State Senate Majority Leader Andrea Stewart-Cousins said a few weeks ago that “good cause” eviction “as written” would not get passed before the end of the year – but left the door open to approving similar tenant protections if not the exact bill language that currently exists. Rosenthal at the rally on Monday alluded to the distinction. “Whatever you call it, it needs to get done,” she said.

Asked whether the legalization of basement apartments, one of Adams’ biggest asks of Albany, is part of the discussions, Rosenthal demurred. “I don’t know if they’ll ultimately be in the package, but they’ve been discussed,” she said. At a press conference about the ongoing asylum-seeker crisis in New York City Monday morning, Adams mentioned basement apartments again in relation to housing migrants. “We were hoping and we’ll continue to push in our Albany plan to look at basement apartments so that we can legalize them and put them on the pathway to legalization,” Adams said. He raised the prospect of subsidizing the placement of migrants in private residences.

Rosenthal questioned whether legalization of basement apartments would do much to help with the immediate need facing the city to house an increasing number of migrants. “New regulations wouldn’t happen overnight anyway, so I’m not sure that timeline is correct,” she said. And with regards to one of the other big asks from Adams’ administration, an extension of the 421-a developer tax break to build affordable housing, Rosenthal wouldn’t give many specifics. Lawmakers earlier this year rejected a scaled back extension of the program that expired last year that would have extended the timeframe for construction on projects already in the works at risk of losing their tax break. “All of it is under discussion,” Rosenthal said when asked whether lawmakers were considering a full extension of the program or the limited extension from earlier this year. She has expressed skepticism of the tax break in the past.
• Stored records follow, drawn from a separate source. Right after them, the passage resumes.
//! Prospects, deduplicated by phone number.
//!
//! Duplicate detection scans every stored lead and compares digits only,
//! so "(11) 98765-4321" and "11987654321" are the same lead.

use rusqlite::{params, Connection, OptionalExtension, Row};
use serde::{Deserialize, Serialize};
use tracing::debug;

use crate::clients::{self, Client, ClientInput};
use crate::error::{CrmError, CrmResult};
use crate::system_log::{self, LogAction, NewLogEntry};
use crate::{clean, now_timestamp, required};

text_enum! {
    pub enum LeadStatus {
        New => "novo",
        Contacted => "contatado",
        Converted => "convertido",
        Lost => "perdido",
    }
}

#[derive(Debug, Clone, Serialize)]
#[serde(rename_all = "camelCase")]
pub struct Lead {
    pub id: i64,
    pub name: String,
    pub phone: Option<String>,
    pub email: Option<String>,
    pub source: Option<String>,
    pub interest: Option<String>,
    pub status: LeadStatus,
    pub notes: Option<String>,
    pub migrated_from_client_id: Option<i64>,
    pub migration_reason: Option<String>,
    pub previous_plan: Option<String>,
    pub previous_expiry: Option<String>,
    pub created_at: String,
    pub updated_at: String,
}

#[derive(Debug, Clone, Default, Deserialize)]
#[serde(rename_all = "camelCase")]
pub struct LeadInput {
    pub name: String,
    pub phone: Option<String>,
    pub email: Option<String>,
    pub source: Option<String>,
    pub interest: Option<String>,
    pub status: Option<LeadStatus>,
    pub notes: Option<String>,
}

struct Migration {
    client_id: i64,
    reason: Option<String>,
    previous_plan: Option<String>,
    previous_expiry: Option<String>,
}

pub fn normalize_phone(phone: &str) -> String {
    phone.chars().filter(char::is_ascii_digit).collect()
}

const SELECT_COLUMNS: &str = "id, name, phone, email, source, interest, status, notes, \
     migrated_from_client_id, migration_reason, previous_plan, previous_expiry, created_at, updated_at";

fn map_lead(row: &Row<'_>) -> rusqlite::Result<Lead> {
    Ok(Lead {
        id: row.get(0)?,
        name: row.get(1)?,
        phone: row.get(2)?,
        email: row.get(3)?,
        source: row.get(4)?,
        interest: row.get(5)?,
        status: row.get(6)?,
        notes: row.get(7)?,
        migrated_from_client_id: row.get(8)?,
        migration_reason: row.get(9)?,
        previous_plan: row.get(10)?,
        previous_expiry: row.get(11)?,
        created_at: row.get(12)?,
        updated_at: row.get(13)?,
    })
}

pub fn get_lead(conn: &Connection, id: i64) -> CrmResult<Lead> {
    conn.query_row(
        &format!("SELECT {} FROM leads WHERE id = ?1", SELECT_COLUMNS),
        [id],
        map_lead,
    )
    .optional()?
    .ok_or_else(|| CrmError::not_found("lead", id))
}

pub fn list_leads(conn: &Connection) -> CrmResult<Vec<Lead>> {
    let mut stmt = conn.prepare(&format!(
        "SELECT {} FROM leads ORDER BY created_at DESC, id DESC",
        SELECT_COLUMNS
    ))?;
    let rows = stmt.query_map([], map_lead)?;

    let mut leads = Vec::new();
    for row in rows {
        leads.push(row?);
    }
    Ok(leads)
}

/// Id of a lead, other than `exclude_id`, whose phone has the same digits.
fn find_by_phone(conn: &Connection, phone: &str, exclude_id: Option<i64>) -> CrmResult<Option<i64>> {
    let wanted = normalize_phone(phone);
    if wanted.is_empty() {
        return Ok(None);
    }
    let mut stmt = conn.prepare("SELECT id, phone FROM leads WHERE phone IS NOT NULL")?;
    let mut rows = stmt.query([])?;
    while let Some(row) = rows.next()? {
        let id: i64 = row.get(0)?;
        let stored: String = row.get(1)?;
        if Some(id) != exclude_id && normalize_phone(&stored) == wanted {
            return Ok(Some(id));
        }
    }
    Ok(None)
}

/// Inserts a lead, or returns the existing one untouched when its phone
/// number is already known.
pub fn add_lead(conn: &Connection, input: LeadInput) -> CrmResult<Lead> {
    insert_lead(conn, input, None).map(|(lead, _)| lead)
}

/// Returns the lead and whether a new row was written.
fn insert_lead(
    conn: &Connection,
    input: LeadInput,
    migration: Option<Migration>,
) -> CrmResult<(Lead, bool)> {
    let name = required("name", &input.name)?;
    let phone = clean(input.phone);
    if let Some(phone) = &phone {
        if let Some(existing_id) = find_by_phone(conn, phone, None)? {
            debug!(lead_id = existing_id, "lead with same phone already exists");
            return Ok((get_lead(conn, existing_id)?, false));
        }
    }

    let now = now_timestamp();
    let (client_id, reason, previous_plan, previous_expiry) = match migration {
        Some(m) => (Some(m.client_id), m.reason, m.previous_plan, m.previous_expiry),
        None => (None, None, None, None),
    };
    conn.execute(
        "INSERT INTO leads (name, phone, email, source, interest, status, notes, migrated_from_client_id,
                            migration_reason, previous_plan, previous_expiry, created_at, updated_at)
         VALUES (?1, ?2, ?3, ?4, ?5, ?6, ?7, ?8, ?9, ?10, ?11, ?12, ?12)",
        params![
            name,
            phone,
            clean(input.email),
            clean(input.source),
            clean(input.interest),
            input.status.unwrap_or(LeadStatus::New),
            clean(input.notes),
            client_id,
            reason,
            previous_plan,
            previous_expiry,
            now
        ],
    )?;
    let id = conn.last_insert_rowid();

    system_log::append_best_effort(
        conn,
        &NewLogEntry::new(LogAction::LeadAdded, "lead", id, format!("Lead adicionado: {}", name)),
    );
    Ok((get_lead(conn, id)?, true))
}

pub fn update_lead(conn: &Connection, id: i64, input: LeadInput) -> CrmResult<Lead> {
    let current = get_lead(conn, id)?;
    let name = required("name", &input.name)?;
    let phone = clean(input.phone);
    if let Some(phone) = &phone {
        if let Some(existing_id) = find_by_phone(conn, phone, Some(id))? {
            return Err(CrmError::DuplicatePhone {
                phone: phone.clone(),
                existing_id,
            });
        }
    }

    conn.execute(
        "UPDATE leads SET name = ?1, phone = ?2, email = ?3, source = ?4, interest = ?5, status = ?6,
                notes = ?7, updated_at = ?8
         WHERE id = ?9",
        params![
            name,
            phone,
            clean(input.email),
            clean(input.source),
            clean(input.interest),
            input.status.unwrap_or(current.status),
            clean(input.notes),
            now_timestamp(),
            id
        ],
    )?;

    system_log::append_best_effort(
        conn,
        &NewLogEntry::new(LogAction::LeadUpdated, "lead", id, format!("Lead atualizado: {}", name)),
    );
    get_lead(conn, id)
}

/// Hard delete, taking the lead's audit rows with it.
pub fn delete_lead(conn: &mut Connection, id: i64) -> CrmResult<()> {
    let tx = conn.transaction()?;
    system_log::delete_for_entity(&tx, "lead", id)?;
    if tx.execute("DELETE FROM leads WHERE id = ?1", [id])? == 0 {
        return Err(CrmError::not_found("lead", id));
    }
    tx.commit()?;
    debug!(lead_id = id, "lead deleted");
    Ok(())
}

/// Turns an expired or cancelled client back into a prospect. Phone
/// deduplication still applies: a client already tracked as a lead yields
/// that lead untouched, and no migration is logged.
pub fn migrate_client_to_lead(
    conn: &mut Connection,
    client_id: i64,
    reason: Option<String>,
) -> CrmResult<Lead> {
    let tx = conn.transaction()?;
    let client = clients::get_client(&tx, client_id)?;
    let input = LeadInput {
        name: client.name.clone(),
        phone: client.phone.clone(),
        email: client.email.clone(),
        interest: client.plan.clone(),
        notes: client.notes.clone(),
        ..LeadInput::default()
    };
    let (lead, created) = insert_lead(
        &tx,
        input,
        Some(Migration {
            client_id,
            reason: clean(reason),
            previous_plan: client.plan.clone(),
            previous_expiry: client.expiry_date.clone(),
        }),
    )?;
    if !created {
        debug!(lead_id = lead.id, client_id, "client already tracked as a lead");
        return Ok(lead);
    }

    system_log::append(
        &tx,
        &NewLogEntry::new(
            LogAction::ClientMigratedToLead,
            "lead",
            lead.id,
            format!("Cliente migrado para lead: {}", client.name),
        )
        .for_client(client_id),
    )?;
    tx.commit()?;
    Ok(lead)
}

/// Creates a client from a lead and marks the lead converted, in one SQL
/// transaction.
pub fn convert_lead_to_client(
    conn: &mut Connection,
    lead_id: i64,
    client: ClientInput,
) -> CrmResult<Client> {
    let tx = conn.transaction()?;
    let lead = get_lead(&tx, lead_id)?;
    if lead.status == LeadStatus::Converted {
        return Err(CrmError::invalid(format!("lead {} was already converted", lead_id)));
    }
    let client = ClientInput {
        phone: client.phone.or(lead.phone),
        email: client.email.or(lead.email),
        ..client
    };
    let client_id = clients::insert_client(&tx, client)?;
    let created = clients::get_client(&tx, client_id)?;

    tx.execute(
        "UPDATE leads SET status = ?1, updated_at = ?2 WHERE id = ?3",
        params![LeadStatus::Converted, now_timestamp(), lead_id],
    )?;
    system_log::append(
        &tx,
        &NewLogEntry::new(
            LogAction::LeadConverted,
            "lead",
            lead_id,
            format!("Lead convertido em cliente: {}", created.name),
        )
        .for_client(created.id),
    )?;
    tx.commit()?;
    Ok(created)
}

#[cfg(test)]
mod tests {
    use super::*;
    use crate::clients::tests::sample_client;
    use crate::db;

    fn lead(name: &str, phone: &str) -> LeadInput {
        LeadInput {
            name: name.to_string(),
            phone: Some(phone.to_string()),
            source: Some("Instagram".to_string()),
            ..LeadInput::default()
        }
    }

    fn count_leads(conn: &Connection) -> i64 {
        conn.query_row("SELECT COUNT(*) FROM leads", [], |row| row.get(0)).unwrap()
    }

    #[test]
    fn normalize_strips_non_digits() {
        assert_eq!(normalize_phone("+55 (11) 98765-4321"), "5511987654321");
        assert_eq!(normalize_phone("abc"), "");
    }

    #[test]
    fn duplicate_insert_returns_existing_lead() {
        let conn = db::open_in_memory().expect("db");
        let first = add_lead(&conn, lead("Ana", "(11) 98765-4321")).unwrap();
        let second = add_lead(&conn, lead("Ana Paula", "11987654321")).unwrap();

        assert_eq!(second.id, first.id);
        assert_eq!(second.name, "Ana");
        assert_eq!(count_leads(&conn), 1);
    }

    #[test]
    fn leads_without_phone_are_not_deduplicated() {
        let conn = db::open_in_memory().expect("db");
        add_lead(&conn, lead("Ana", " ")).unwrap();
        add_lead(&conn, lead("Bruno", "--")).unwrap();
        assert_eq!(count_leads(&conn), 2);
    }

    #[test]
    fn update_to_taken_phone_rejects() {
        let conn = db::open_in_memory().expect("db");
        let ana = add_lead(&conn, lead("Ana", "11 98765-4321")).unwrap();
        let bruno = add_lead(&conn, lead("Bruno", "11 91111-2222")).unwrap();

        let err = update_lead(&conn, bruno.id, lead("Bruno", "(11) 98765 4321")).unwrap_err();
        match err {
            CrmError::DuplicatePhone { existing_id, .. } => assert_eq!(existing_id, ana.id),
            other => panic!("unexpected error: {other}"),
        }
        assert_eq!(get_lead(&conn, bruno.id).unwrap().phone.as_deref(), Some("11 91111-2222"));
    }

    #[test]
    fn update_keeping_own_phone_is_allowed() {
        let conn = db::open_in_memory().expect("db");
        let ana = add_lead(&conn, lead("Ana", "11 98765-4321")).unwrap();
        let mut edit = lead("Ana Souza", "11987654321");
        edit.status = Some(LeadStatus::Contacted);

        let updated = update_lead(&conn, ana.id, edit).unwrap();
        assert_eq!(updated.name, "Ana Souza");
        assert_eq!(updated.status, LeadStatus::Contacted);
    }

    #[test]
    fn delete_removes_lead_and_its_log() {
        let mut conn = db::open_in_memory().expect("db");
        let ana = add_lead(&conn, lead("Ana", "11 98765-4321")).unwrap();
        let bruno = add_lead(&conn, lead("Bruno", "11 91111-2222")).unwrap();

        delete_lead(&mut conn, ana.id).unwrap();
        assert_eq!(count_leads(&conn), 1);
        let remaining: Vec<_> = system_log::list_recent(&conn, 10)
            .unwrap()
            .into_iter()
            .filter_map(|e| e.entity_id)
            .collect();
        assert_eq!(remaining, vec![bruno.id]);
        assert!(matches!(delete_lead(&mut conn, ana.id), Err(CrmError::NotFound { .. })));
    }

    #[test]
    fn migrated_client_carries_metadata() {
        let mut conn = db::open_in_memory().expect("db");
        let client = clients::add_client(&mut conn, sample_client("Carla")).unwrap();

        let lead = migrate_client_to_lead(&mut conn, client.id, Some("vencido".into())).unwrap();
        assert_eq!(lead.migrated_from_client_id, Some(client.id));
        assert_eq!(lead.migration_reason.as_deref(), Some("vencido"));
        assert_eq!(lead.previous_plan.as_deref(), Some("MENSAL"));
        assert_eq!(lead.previous_expiry.as_deref(), Some("2025-06-01"));
        assert_eq!(lead.status, LeadStatus::New);
    }

    #[test]
    fn migrating_a_tracked_phone_returns_existing_lead_unlogged() {
        let mut conn = db::open_in_memory().expect("db");
        let old = add_lead(&conn, lead("Old", "11987654321")).unwrap();
        let client = clients::add_client(&mut conn, sample_client("Carla")).unwrap();

        let migrated = migrate_client_to_lead(&mut conn, client.id, Some("vencido".into())).unwrap();
        assert_eq!(migrated.id, old.id);
        assert_eq!(migrated.name, "Old");
        assert_eq!(migrated.migrated_from_client_id, None);
        assert_eq!(count_leads(&conn), 1);
        let actions: Vec<_> = system_log::list_recent(&conn, 10)
            .unwrap()
            .into_iter()
            .map(|e| e.action)
            .collect();
        assert!(!actions.iter().any(|a| a == "client_migrated_to_lead"));
    }

    #[test]
    fn failed_conversion_leaves_no_client() {
        let mut conn = db::open_in_memory().expect("db");
        let ana = add_lead(&conn, lead("Ana", "11 98765-4321")).unwrap();
        conn.execute_batch(
            "CREATE TRIGGER block_lead_update BEFORE UPDATE ON leads
             BEGIN SELECT RAISE(ABORT, 'leads are read only'); END;",
        )
        .unwrap();

        assert!(convert_lead_to_client(&mut conn, ana.id, sample_client("Ana")).is_err());
        let clients: i64 = conn
            .query_row("SELECT COUNT(*) FROM clients", [], |row| row.get(0))
            .unwrap();
        assert_eq!(clients, 0);
        assert_eq!(get_lead(&conn, ana.id).unwrap().status, LeadStatus::New);
    }

    #[test]
    fn convert_marks_lead_and_creates_client() {
        let mut conn = db::open_in_memory().expect("db");
        let ana = add_lead(&conn, lead("Ana", "11 98765-4321")).unwrap();
        let mut input = sample_client("Ana");
        input.phone = None;

        let client = convert_lead_to_client(&mut conn, ana.id, input.clone()).unwrap();
        assert_eq!(client.phone.as_deref(), Some("11 98765-4321"));
        assert_eq!(get_lead(&conn, ana.id).unwrap().status, LeadStatus::Converted);
        assert!(convert_lead_to_client(&mut conn, ana.id, input).is_err());
    }
}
Developers have also called for the limited 421-a extension to provide more time to complete construction. “New York has less than a week left for leaders in Albany to stop dragging their heels on the easiest, most impactful thing they can do to address the state's worsening housing crisis: Pass the 421-a extension,” Carlo Scissura, president and CEO of the developer industry group New York Building Congress, said in a statement on Monday. “Without the extension, Albany is jeopardizing much-needed housing, further diminishing our state's pipeline.” The Real Estate Board of New York has also supported the proposal. 

Aspects of Hochul’s Housing Compact, unveiled with fanfare in January, also seem unlikely to make it into a final package of bills if lawmakers reach a compromise between the two houses. In the budget, they rejected the governor’s proposal of implementing housing growth mandates to force towns and cities to increase the state’s housing supply and instead proposed offering incentives to municipalities. Ultimately, neither made it into the spending plan. “This is pretty much legislatively driven, but you know, eventually it would get to her,” Rosenthal said of Hochul’s involvement in the talks. And she all but dismissed the idea that legislators would address either mandates or incentives before the end of the session. “The governor said that was something she wanted to tackle next year, and so that’s probably when that will happen,” Rosenthal said. A spokesperson for the governor did not immediately return a request for comment. 
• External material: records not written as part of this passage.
#[macro_use]
mod macros;

pub mod clients;
pub mod config;
pub mod db;
pub mod error;
pub mod export;
pub mod leads;
pub mod logging;
pub mod report;
pub mod resellers;
pub mod revenue;
pub mod settings;
pub mod system_log;
pub mod trials;

#[cfg(feature = "desktop")]
mod commands;

use chrono::{Local, NaiveDate, NaiveDateTime, Utc};

pub use error::{CrmError, CrmResult};

pub(crate) const DATE_FORMAT: &str = "%Y-%m-%d";
pub(crate) const TIMESTAMP_FORMAT: &str = "%Y-%m-%d %H:%M:%S";

/// Uses the given `YYYY-MM-DD` date or falls back to today's local date.
pub(crate) fn resolve_date_local(date_local: Option<String>) -> CrmResult<String> {
    match date_local.map(|d| d.trim().to_string()) {
        Some(date) if !date.is_empty() => {
            parse_date(&date)?;
            Ok(date)
        }
        _ => Ok(Local::now().format(DATE_FORMAT).to_string()),
    }
}

pub(crate) fn parse_date(date: &str) -> CrmResult<NaiveDate> {
    NaiveDate::parse_from_str(date, DATE_FORMAT)
        .map_err(|err| CrmError::invalid(format!("invalid date {:?}: {}", date, err)))
}

pub(crate) fn parse_timestamp(ts: &str) -> CrmResult<NaiveDateTime> {
    NaiveDateTime::parse_from_str(ts, TIMESTAMP_FORMAT)
        .map_err(|err| CrmError::invalid(format!("invalid timestamp {:?}: {}", ts, err)))
}

pub(crate) fn now_timestamp() -> String {
    Utc::now().format(TIMESTAMP_FORMAT).to_string()
}

/// Trims and drops empty strings coming from form fields.
pub(crate) fn clean(value: Option<String>) -> Option<String> {
    value.and_then(|v| {
        let trimmed = v.trim();
        if trimmed.is_empty() {
            None
        } else {
            Some(trimmed.to_string())
        }
    })
}

pub(crate) fn required(field: &str, value: &str) -> CrmResult<String> {
    let trimmed = value.trim();
    if trimmed.is_empty() {
        Err(CrmError::invalid(format!("{} is required", field)))
    } else {
        Ok(trimmed.to_string())
    }
}

#[cfg(feature = "desktop")]
#[cfg_attr(mobile, tauri::mobile_entry_point)]
pub fn run() {
    commands::run()
}

#[cfg(test)]
mod tests {
    use super::*;

    #[test]
    fn resolve_date_defaults_to_today() {
        let today = Local::now().format(DATE_FORMAT).to_string();
        assert_eq!(resolve_date_local(None).unwrap(), today);
        assert_eq!(resolve_date_local(Some("  ".into())).unwrap(), today);
        assert_eq!(
            resolve_date_local(Some("2025-03-01".into())).unwrap(),
            "2025-03-01"
        );
    }

    #[test]
    fn resolve_date_rejects_garbage() {
        assert!(matches!(
            resolve_date_local(Some("01/03/2025".into())),
            Err(CrmError::Validation(_))
        ));
    }

    #[test]
    fn clean_drops_blank_values() {
        assert_eq!(clean(Some("  BLAZE ".into())), Some("BLAZE".to_string()));
        assert_eq!(clean(Some("   ".into())), None);
        assert_eq!(clean(None), None);
    }
}
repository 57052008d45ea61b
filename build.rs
fn main() {
    #[cfg(feature = "desktop")]
    tauri_build::build()
}
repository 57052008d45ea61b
//! Append-only audit trail of business events.

use rusqlite::{params, Connection, Row};
use serde::Serialize;
use tracing::warn;

use crate::error::CrmResult;
use crate::now_timestamp;

text_enum! {
    pub enum LogAction {
        ClientAdded => "client_added",
        ClientUpdated => "client_updated",
        ClientDeleted => "client_deleted",
        ClientRestored => "client_restored",
        PaymentConfirmed => "payment_confirmed",
        TransactionAdded => "transaction_added",
        TransactionReverted => "transaction_reverted",
        LeadAdded => "lead_added",
        LeadUpdated => "lead_updated",
        LeadConverted => "lead_converted",
        ClientMigratedToLead => "client_migrated_to_lead",
        TestAdded => "test_added",
        ResellerAdded => "reseller_added",
        CreditTransactionAdded => "credit_transaction_added",
        SettingsUpdated => "settings_updated",
    }
}

#[derive(Debug, Clone, Serialize)]
#[serde(rename_all = "camelCase")]
pub struct SystemLogEntry {
    pub id: i64,
    /// Kept as text: rows written by older versions use actions this build does not know.
    pub action: String,
    pub entity_type: String,
    pub entity_id: Option<i64>,
    pub client_id: Option<i64>,
    pub description: String,
    pub metadata: Option<serde_json::Value>,
    pub created_at: String,
}

#[derive(Debug, Clone)]
pub struct NewLogEntry {
    pub action: LogAction,
    pub entity_type: &'static str,
    pub entity_id: Option<i64>,
    pub client_id: Option<i64>,
    pub description: String,
    pub metadata: Option<serde_json::Value>,
}

impl NewLogEntry {
    pub fn new(
        action: LogAction,
        entity_type: &'static str,
        entity_id: i64,
        description: impl Into<String>,
    ) -> Self {
        Self {
            action,
            entity_type,
            entity_id: Some(entity_id),
            client_id: None,
            description: description.into(),
            metadata: None,
        }
    }

    pub fn for_client(mut self, client_id: i64) -> Self {
        self.client_id = Some(client_id);
        self
    }

    pub fn with_metadata(mut self, metadata: serde_json::Value) -> Self {
        self.metadata = Some(metadata);
        self
    }
}

const SELECT_COLUMNS: &str =
    "id, action, entity_type, entity_id, client_id, description, metadata, created_at";

fn map_entry(row: &Row<'_>) -> rusqlite::Result<SystemLogEntry> {
    let metadata: Option<String> = row.get(6)?;
    Ok(SystemLogEntry {
        id: row.get(0)?,
        action: row.get(1)?,
        entity_type: row.get(2)?,
        entity_id: row.get(3)?,
        client_id: row.get(4)?,
        description: row.get(5)?,
        // Unparseable metadata is kept out of the way rather than failing the listing.
        metadata: metadata.and_then(|raw| serde_json::from_str(&raw).ok()),
        created_at: row.get(7)?,
    })
}

pub fn append(conn: &Connection, entry: &NewLogEntry) -> CrmResult<i64> {
    let metadata = entry
        .metadata
        .as_ref()
        .map(serde_json::to_string)
        .transpose()?;
    conn.execute(
        "INSERT INTO system_log (action, entity_type, entity_id, client_id, description, metadata, created_at)
         VALUES (?1, ?2, ?3, ?4, ?5, ?6, ?7)",
        params![
            entry.action,
            entry.entity_type,
            entry.entity_id,
            entry.client_id,
            entry.description,
            metadata,
            now_timestamp()
        ],
    )?;
    Ok(conn.last_insert_rowid())
}

/// Writes the entry but never fails the caller: the audit row is secondary
/// to the business write it describes.
pub fn append_best_effort(conn: &Connection, entry: &NewLogEntry) {
    if let Err(err) = append(conn, entry) {
        warn!(action = %entry.action, error = %err, "failed to write system log entry");
    }
}

pub fn list_recent(conn: &Connection, limit: u32) -> CrmResult<Vec<SystemLogEntry>> {
    let mut stmt = conn.prepare(&format!(
        "SELECT {} FROM system_log ORDER BY id DESC LIMIT ?1",
        SELECT_COLUMNS
    ))?;
    let rows = stmt.query_map([limit], map_entry)?;
    let mut entries = Vec::new();
    for row in rows {
        entries.push(row?);
    }
    Ok(entries)
}

pub fn list_for_client(conn: &Connection, client_id: i64) -> CrmResult<Vec<SystemLogEntry>> {
    let mut stmt = conn.prepare(&format!(
        "SELECT {} FROM system_log
         WHERE client_id = ?1 OR (entity_type = 'client' AND entity_id = ?1)
         ORDER BY id DESC",
        SELECT_COLUMNS
    ))?;
    let rows = stmt.query_map([client_id], map_entry)?;
    let mut entries = Vec::new();
    for row in rows {
        entries.push(row?);
    }
    Ok(entries)
}

pub fn delete_for_entity(conn: &Connection, entity_type: &str, entity_id: i64) -> CrmResult<usize> {
    Ok(conn.execute(
        "DELETE FROM system_log WHERE entity_type = ?1 AND entity_id = ?2",
        params![entity_type, entity_id],
    )?)
}

#[cfg(test)]
mod tests {
    use super::*;
    use crate::db;

    #[test]
    fn append_and_list_newest_first() {
        let conn = db::open_in_memory().expect("db");
        append(
            &conn,
            &NewLogEntry::new(LogAction::ClientAdded, "client", 1, "Cliente adicionado: Ana")
                .for_client(1),
        )
        .unwrap();
        append(
            &conn,
            &NewLogEntry::new(LogAction::PaymentConfirmed, "client", 1, "Pagamento confirmado")
                .for_client(1)
                .with_metadata(serde_json::json!({ "amount": 30.0 })),
        )
        .unwrap();

        let entries = list_recent(&conn, 10).unwrap();
        assert_eq!(entries.len(), 2);
        assert_eq!(entries[0].action, "payment_confirmed");
        assert_eq!(entries[0].metadata.as_ref().unwrap()["amount"], 30.0);
        assert_eq!(list_for_client(&conn, 1).unwrap().len(), 2);
    }

    #[test]
    fn delete_only_touches_matching_entity() {
        let conn = db::open_in_memory().expect("db");
        append(&conn, &NewLogEntry::new(LogAction::LeadAdded, "lead", 3, "a")).unwrap();
        append(&conn, &NewLogEntry::new(LogAction::LeadAdded, "lead", 4, "b")).unwrap();
        append(&conn, &NewLogEntry::new(LogAction::ClientAdded, "client", 3, "c")).unwrap();

        assert_eq!(delete_for_entity(&conn, "lead", 3).unwrap(), 1);
        assert_eq!(list_recent(&conn, 10).unwrap().len(), 2);
    }

    #[test]
    fn best_effort_swallows_failures() {
        let conn = db::open_in_memory().expect("db");
        conn.execute_batch("DROP TABLE system_log").unwrap();
        append_best_effort(&conn, &NewLogEntry::new(LogAction::TestAdded, "test", 1, "x"));
    }
}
If lawmakers do introduce something in these last few days, tenant protections are almost guaranteed to be part of the package. “I think a lot of people are dedicated to getting ‘good cause’ protections, so in order for something to be acceptable for everyone, I think there has to be something that protects tenants, that developers want, that the city wants,” Rosenthal said. Activists made a similar demand during budget negotiations that lawmakers not accept housing policy without the tenant protections.

Housing advocates and lawmakers rallied for the legislation on Monday, calling for its passage before the last scheduled day of session on June 8. “We did not get it done in this year’s budget, and our last chance is the next four days to get this done,” state Sen. Samra Brouk said. “I for one do not want to go home to Rochester without having passed ‘good cause’ legislation… I’m an aye if this comes to the floor.”